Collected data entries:
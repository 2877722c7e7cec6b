use serde::{Deserialize, Serialize};
use std::collections::HashSet;

use crate::mutation::{Mutation, MutationCategory};

/// Position of a mutation within its catalog.
#[derive(Debug, Clone, Copy, PartialEq, Eq, Hash, PartialOrd, Ord, Serialize, Deserialize)]
pub struct MutationId(pub usize);

/// Errors raised while registering catalog entries.
#[derive(Debug, thiserror::Error, PartialEq)]
pub enum CatalogError {
    #[error("duplicate mutation name: {0}")]
    DuplicateName(String),
    #[error("mutation {name}: {field} = {value} would not keep stats positive")]
    InvalidBonus {
        name: String,
        field: &'static str,
        value: f32,
    },
    #[error("mutation name must not be empty")]
    EmptyName,
}

/// Append-only builder. The only way to grow a catalog.
#[derive(Debug, Default)]
pub struct CatalogBuilder {
    entries: Vec<Mutation>,
    names: HashSet<String>,
}

impl CatalogBuilder {
    pub fn new() -> Self {
        Self::default()
    }

    /// Validate and append one entry.
    ///
    /// Bonuses must be finite and greater than -1 so that `1 + bonus` stays
    /// positive.
    pub fn register(&mut self, mutation: Mutation) -> Result<MutationId, CatalogError> {
        if mutation.name.is_empty() {
            return Err(CatalogError::EmptyName);
        }
        for (field, value) in mutation.bonuses() {
            if !value.is_finite() || value <= -1.0 {
                return Err(CatalogError::InvalidBonus {
                    name: mutation.name.clone(),
                    field,
                    value,
                });
            }
        }
        if !self.names.insert(mutation.name.clone()) {
            return Err(CatalogError::DuplicateName(mutation.name));
        }
        let id = MutationId(self.entries.len());
        tracing::debug!(name = %mutation.name, category = %mutation.category, "registered mutation");
        self.entries.push(mutation);
        Ok(id)
    }

    pub fn extend(
        &mut self,
        mutations: impl IntoIterator<Item = Mutation>,
    ) -> Result<(), CatalogError> {
        for m in mutations {
            self.register(m)?;
        }
        Ok(())
    }

    pub fn build(self) -> MutationCatalog {
        MutationCatalog {
            entries: self.entries,
        }
    }
}

/// Fixed, ordered collection of every mutation the game can offer.
///
/// Read-only once built; share it by reference.
#[derive(Debug, Clone, Default)]
pub struct MutationCatalog {
    entries: Vec<Mutation>,
}

impl MutationCatalog {
    /// An empty catalog. Selection against it always yields nothing.
    pub fn empty() -> Self {
        Self::default()
    }

    pub fn builder() -> CatalogBuilder {
        CatalogBuilder::new()
    }

    /// Build a catalog from a list of entries, validating each.
    pub fn from_mutations(
        mutations: impl IntoIterator<Item = Mutation>,
    ) -> Result<Self, CatalogError> {
        let mut builder = CatalogBuilder::new();
        builder.extend(mutations)?;
        Ok(builder.build())
    }

    /// The stock catalog shipped with the game.
    pub fn standard() -> Self {
        Self {
            entries: standard_mutations(),
        }
    }

    pub fn len(&self) -> usize {
        self.entries.len()
    }

    pub fn is_empty(&self) -> bool {
        self.entries.is_empty()
    }

    pub fn get(&self, id: MutationId) -> Option<&Mutation> {
        self.entries.get(id.0)
    }

    pub fn find(&self, name: &str) -> Option<(MutationId, &Mutation)> {
        self.iter().find(|(_, m)| m.name == name)
    }

    /// Entries in registration order.
    pub fn iter(&self) -> impl Iterator<Item = (MutationId, &Mutation)> {
        self.entries
            .iter()
            .enumerate()
            .map(|(i, m)| (MutationId(i), m))
    }
}

fn standard_mutations() -> Vec<Mutation> {
    use MutationCategory::*;
    vec![
        Mutation::new("Dense Core", "Mass +20%, denser interior", Physical).with_mass_bonus(0.2),
        Mutation::new("Gravity Slingshot", "Gravity strength +50%", Physical)
            .with_gravity_bonus(0.5),
        Mutation::new(
            "Stellar Spores",
            "Steadily siphons mass from bodies on contact",
            Ecology,
        )
        .granting_life_steal(),
        Mutation::new("Antimatter Engine", "Grants a short-range teleport", Technology)
            .granting_teleport(),
        Mutation::new(
            "Dyson Frame",
            "Star stage: converts energy into shielding",
            Technology,
        )
        .granting_dyson_sphere(),
        Mutation::new(
            "Permafrost",
            "Frost branch: doubles the radius of the slowing field",
            BranchSpecific,
        ),
        Mutation::new(
            "Army Ants",
            "War branch: impact damage grows exponentially with speed",
            BranchSpecific,
        ),
    ]
}
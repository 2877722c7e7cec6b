use serde::{Deserialize, Serialize};
use std::path::{Path, PathBuf};
use stellar_kernel::BodyTemplate;
use stellar_mutation::{CatalogError, Mutation, MutationCatalog};
use stellar_population::PopulationConfig;

/// Errors from loading or validating a game configuration.
#[derive(Debug, thiserror::Error)]
pub enum ConfigError {
    #[error("failed to read {path}: {source}")]
    Io {
        path: PathBuf,
        #[source]
        source: std::io::Error,
    },
    #[error("YAML error: {0}")]
    Yaml(#[from] serde_yaml::Error),
    #[error("JSON error: {0}")]
    Json(#[from] serde_json::Error),
    #[error("unsupported config format: {0} (expected .yaml, .yml or .json)")]
    UnsupportedFormat(PathBuf),
    #[error("invalid population settings: {0}")]
    Population(#[from] stellar_population::ConfigError),
    #[error("invalid mutation catalog: {0}")]
    Catalog(#[from] CatalogError),
    #[error("{name} must be positive and finite, got {value}")]
    NotPositive { name: &'static str, value: f32 },
}

/// Everything a session needs at startup.
///
/// All fields default; a config file overrides only what it names. Setting a
/// template to `null` disables that kind of spawn.
#[derive(Debug, Clone, PartialEq, Serialize, Deserialize)]
#[serde(default)]
pub struct GameConfig {
    /// Seed for the shared random source. Unset draws from OS entropy.
    pub seed: Option<u64>,
    /// Bodies seeded around the origin at startup.
    pub initial_population: usize,
    pub player_mass: f32,
    pub player_template: Option<BodyTemplate>,
    pub body_template: Option<BodyTemplate>,
    pub population: PopulationConfig,
    /// Replaces the stock catalog when set.
    pub mutations: Option<Vec<Mutation>>,
}

impl Default for GameConfig {
    fn default() -> Self {
        Self {
            seed: None,
            initial_population: 30,
            player_mass: 1.0,
            player_template: Some(BodyTemplate::default()),
            body_template: Some(BodyTemplate::default()),
            population: PopulationConfig::default(),
            mutations: None,
        }
    }
}

impl GameConfig {
    /// Load and validate a config file. The format follows the extension.
    pub fn load(path: impl AsRef<Path>) -> Result<Self, ConfigError> {
        let path = path.as_ref();
        let text = std::fs::read_to_string(path).map_err(|source| ConfigError::Io {
            path: path.to_path_buf(),
            source,
        })?;
        let ext = path
            .extension()
            .and_then(|e| e.to_str())
            .map(str::to_ascii_lowercase);
        let config = match ext.as_deref() {
            Some("yaml" | "yml") => Self::from_yaml_str(&text)?,
            Some("json") => Self::from_json_str(&text)?,
            _ => return Err(ConfigError::UnsupportedFormat(path.to_path_buf())),
        };
        tracing::info!(path = %path.display(), "loaded config");
        Ok(config)
    }

    pub fn from_yaml_str(text: &str) -> Result<Self, ConfigError> {
        let config: Self = serde_yaml::from_str(text)?;
        config.validate()?;
        Ok(config)
    }

    pub fn from_json_str(text: &str) -> Result<Self, ConfigError> {
        let config: Self = serde_json::from_str(text)?;
        config.validate()?;
        Ok(config)
    }

    pub fn validate(&self) -> Result<(), ConfigError> {
        self.population.validate()?;
        if !(self.player_mass.is_finite() && self.player_mass > 0.0) {
            return Err(ConfigError::NotPositive {
                name: "player_mass",
                value: self.player_mass,
            });
        }
        self.catalog()?;
        Ok(())
    }

    /// The configured catalog, or the stock one.
    pub fn catalog(&self) -> Result<MutationCatalog, CatalogError> {
        match &self.mutations {
            Some(list) => MutationCatalog::from_mutations(list.iter().cloned()),
            None => Ok(MutationCatalog::standard()),
        }
    }
}

#[cfg(test)]
mod tests {
    use super::*;
    use std::io::Write;

    #[test]
    fn defaults_validate() {
        let c = GameConfig::default();
        assert_eq!(c.initial_population, 30);
        assert!(c.player_template.is_some());
        assert!(c.validate().is_ok());
        assert_eq!(c.catalog().unwrap().len(), 7);
    }

    #[test]
    fn partial_yaml_keeps_other_defaults() {
        let c = GameConfig::from_yaml_str(
            "seed: 7\npopulation:\n  max_population: 10\n  spawn_ring_radius: 12.5\n",
        )
        .unwrap();
        assert_eq!(c.seed, Some(7));
        assert_eq!(c.population.max_population, 10);
        assert_eq!(c.population.spawn_ring_radius, 12.5);
        assert_eq!(c.population.low_water_mark, 20);
        assert_eq!(c.initial_population, 30);
    }

    #[test]
    fn null_template_disables_spawns() {
        let c = GameConfig::from_yaml_str("body_template: null\n").unwrap();
        assert!(c.body_template.is_none());
        assert!(c.player_template.is_some());
    }

    #[test]
    fn json_with_custom_catalog() {
        let c = GameConfig::from_json_str(
            r#"{"mutations":[{"name":"Heavy","description":"","category":"Physical","mass_bonus":1.0}]}"#,
        )
        .unwrap();
        let catalog = c.catalog().unwrap();
        assert_eq!(catalog.len(), 1);
        assert!(catalog.find("Heavy").is_some());
    }

    #[test]
    fn invalid_population_rejected() {
        let err = GameConfig::from_yaml_str("population:\n  min_mass: 9.0\n").unwrap_err();
        assert!(matches!(err, ConfigError::Population(_)));
    }

    #[test]
    fn duplicate_catalog_names_rejected() {
        let err = GameConfig::from_yaml_str(
            "mutations:\n  - {name: A, description: '', category: Physical}\n  - {name: A, description: '', category: Ecology}\n",
        )
        .unwrap_err();
        assert!(matches!(err, ConfigError::Catalog(CatalogError::DuplicateName(_))));
    }

    #[test]
    fn load_picks_format_by_extension() {
        let dir = tempfile::tempdir().unwrap();
        let yaml = dir.path().join("game.yml");
        std::fs::File::create(&yaml)
            .unwrap()
            .write_all(b"initial_population: 4\n")
            .unwrap();
        assert_eq!(GameConfig::load(&yaml).unwrap().initial_population, 4);

        let json = dir.path().join("game.json");
        std::fs::write(&json, r#"{"initial_population": 9}"#).unwrap();
        assert_eq!(GameConfig::load(&json).unwrap().initial_population, 9);

        let toml = dir.path().join("game.toml");
        std::fs::write(&toml, "initial_population = 1").unwrap();
        assert!(matches!(
            GameConfig::load(&toml),
            Err(ConfigError::UnsupportedFormat(_))
        ));
    }

    #[test]
    fn missing_file_reports_path() {
        let err = GameConfig::load("/nonexistent/stellar.yaml").unwrap_err();
        assert!(err.to_string().contains("/nonexistent/stellar.yaml"));
    }
}
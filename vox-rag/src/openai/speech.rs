//! Text-to-speech over `POST /audio/speech`.

use async_trait::async_trait;
use serde::Serialize;
use tracing::{debug, error};

use super::{OpenAIConfig, describe_error_response, describe_send_error};
use crate::error::{RagError, Result};
use crate::speech::{SpeechRequest, SpeechSynthesizer};

const DEFAULT_MODEL: &str = "gpt-4o-mini-tts";

/// A [`SpeechSynthesizer`] backed by the OpenAI speech API, returning MP3.
pub struct OpenAISpeechSynthesizer {
    client: reqwest::Client,
    config: OpenAIConfig,
    model: String,
}

impl OpenAISpeechSynthesizer {
    pub fn new(config: OpenAIConfig) -> Result<Self> {
        let client = config.http_client()?;
        Ok(Self { client, config, model: DEFAULT_MODEL.into() })
    }

    pub fn with_model(mut self, model: impl Into<String>) -> Self {
        self.model = model.into();
        self
    }
}

#[derive(Serialize)]
struct SpeechBody<'a> {
    model: &'a str,
    voice: &'a str,
    input: &'a str,
    response_format: &'static str,
    #[serde(skip_serializing_if = "Option::is_none")]
    instructions: Option<&'a str>,
}

#[async_trait]
impl SpeechSynthesizer for OpenAISpeechSynthesizer {
    async fn synthesize(&self, request: &SpeechRequest) -> Result<Vec<u8>> {
        debug!(model = %self.model, voice = %request.voice, text_len = request.text.len(), "synthesizing speech");

        let body = SpeechBody {
            model: &self.model,
            voice: request.voice.as_str(),
            input: &request.text,
            response_format: "mp3",
            instructions: request.instructions.as_deref(),
        };

        let response = self
            .client
            .post(self.config.endpoint("audio/speech"))
            .bearer_auth(&self.config.api_key)
            .json(&body)
            .send()
            .await
            .map_err(|e| {
                error!(model = %self.model, error = %e, "speech request failed");
                RagError::AudioGeneration(describe_send_error(&e, self.config.timeout))
            })?;

        if !response.status().is_success() {
            let message = describe_error_response(response).await;
            error!(model = %self.model, %message, "speech API error");
            return Err(RagError::AudioGeneration(message));
        }

        let bytes = response.bytes().await.map_err(|e| {
            error!(model = %self.model, error = %e, "failed to read audio body");
            RagError::AudioGeneration(format!("failed to read audio body: {e}"))
        })?;
        Ok(bytes.to_vec())
    }

    fn name(&self) -> &str {
        &self.model
    }
}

▶ _INSTRUCTIONS TO FOLLOW_
Quote, word for word, every line from the top of the entries through the line that holds "registering catalog entries.".

▶ _OUTPUT BELOW_
repository 2877722c7e7cec6b
use serde::{Deserialize, Serialize};
use std::collections::HashSet;

use crate::mutation::{Mutation, MutationCategory};

/// Position of a mutation within its catalog.
#[derive(Debug, Clone, Copy, PartialEq, Eq, Hash, PartialOrd, Ord, Serialize, Deserialize)]
pub struct MutationId(pub usize);

/// Errors raised while registering catalog entries.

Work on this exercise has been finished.